RO Library has some articles to help with litter training.

http://rabbitsonline.net/view_topic.php?id=12213&forum_id=17

Hope this helps! Good Luck!

K


----------



## MiniLopHop (Apr 24, 2012)

I started my class when I wanted, but I did it by myself. I don't know if they are going to have a group do it together so you get more interactions? They should send an email back to let you know what is planned. I know Sarah is working on an updated version of the training manual. Perhaps that is due to be finished in Aug and she wants to hold new people until it is available? 

Even if you can't officially start, you can work with your buns to make them more comfortable.
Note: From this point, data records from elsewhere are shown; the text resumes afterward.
use std::collections::HashMap;
use std::hash::Hash;
use std::sync::Arc;
use std::sync::RwLock;

use stockflow_core::TenantId;

/// Tenant-isolated key/value store abstraction for disposable read models.
pub trait TenantStore<K, V>: Send + Sync {
    fn get(&self, tenant_id: TenantId, key: &K) -> Option<V>;
    fn upsert(&self, tenant_id: TenantId, key: K, value: V);
    fn list(&self, tenant_id: TenantId) -> Vec<V>;
    /// Clear all read-model records for a tenant (rebuild support).
    fn clear_tenant(&self, tenant_id: TenantId);
}

impl<K, V, S> TenantStore<K, V> for Arc<S>
where
    S: TenantStore<K, V> + ?Sized,
{
    fn get(&self, tenant_id: TenantId, key: &K) -> Option<V> {
        (**self).get(tenant_id, key)
    }

    fn upsert(&self, tenant_id: TenantId, key: K, value: V) {
        (**self).upsert(tenant_id, key, value)
    }

    fn list(&self, tenant_id: TenantId) -> Vec<V> {
        (**self).list(tenant_id)
    }

    fn clear_tenant(&self, tenant_id: TenantId) {
        (**self).clear_tenant(tenant_id)
    }
}

/// In-memory tenant-isolated store for tests/dev.
#[derive(Debug)]
pub struct InMemoryTenantStore<K, V> {
    inner: RwLock<HashMap<(TenantId, K), V>>,
}

impl<K, V> InMemoryTenantStore<K, V> {
    pub fn new() -> Self {
        Self {
            inner: RwLock::new(HashMap::new()),
        }
    }
}

impl<K, V> Default for InMemoryTenantStore<K, V> {
    fn default() -> Self {
        Self::new()
    }
}

impl<K, V> TenantStore<K, V> for InMemoryTenantStore<K, V>
where
    K: Clone + Eq + Hash + Send + Sync + 'static,
    V: Clone + Send + Sync + 'static,
{
    fn get(&self, tenant_id: TenantId, key: &K) -> Option<V> {
        let map = self.inner.read().ok()?;
        map.get(&(tenant_id, key.clone())).cloned()
    }

    fn upsert(&self, tenant_id: TenantId, key: K, value: V) {
        if let Ok(mut map) = self.inner.write() {
            map.insert((tenant_id, key), value);
        }
    }

    fn list(&self, tenant_id: TenantId) -> Vec<V> {
        let map = match self.inner.read() {
            Ok(m) => m,
            Err(_) => return vec![],
        };

        map.iter()
            .filter_map(|((t, _k), v)| if *t == tenant_id { Some(v.clone()) } else { None })
            .collect()
    }

    fn clear_tenant(&self, tenant_id: TenantId) {
        if let Ok(mut map) = self.inner.write() {
            map.retain(|(t, _k), _v| *t != tenant_id);
        }
    }
}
You can get them used to riding around in the basket (I use treats to bribe them to jump in and then would cary them around the house). They stay in the basket better during a visit due to unfamiliar territory, but it's good to get them used to it so it is associated to good things and a safe place.

I also take my rabbits to pet stores and have them ride around in the cart. At first it was a little stressful for them with all the new sounds and smells. Then they connected the trips with getting to pick out treats. I will put down two kinds of hay for them to sniff, Becky is great at telling me what she wants. Then when they get home they get the treat hay. Gradually over time they became energized and curious when we went to the store. Now I take them to the park and all over the place in their stroller. 

Getting them comfortable with being out and about I think is one of the most important steps because then it will be easier to add the people component. The goal is to have this be a mutually beneficial interaction. Becky and Gary look forward to their trips out and love interacting with the people. The people love the visits, everyone wins.


----------



## bunnylovexoxo (Apr 26, 2012)

Hi! 
I was wondering if you could give me the name of the site you used? I love doing volunteer work, and this would be great for my little bun! :bunny24


----------



## MiniLopHop (Apr 26, 2012)

Here is a link to Bunnies in Baskets:
http://www.bunniesinbaskets.org/

They are a wonderful organization and very helpful.


----------



## bunnylovexoxo (Apr 26, 2012)

Thanks a bunch! [:


----------



## MiniLopHop (Aug 29, 2012)

Well, as many of you know, Becky has been having head tilt issues. She has had to retire from being a therapy rabbit. I am now working with Panda and Bunnicula to have them take over the family past time.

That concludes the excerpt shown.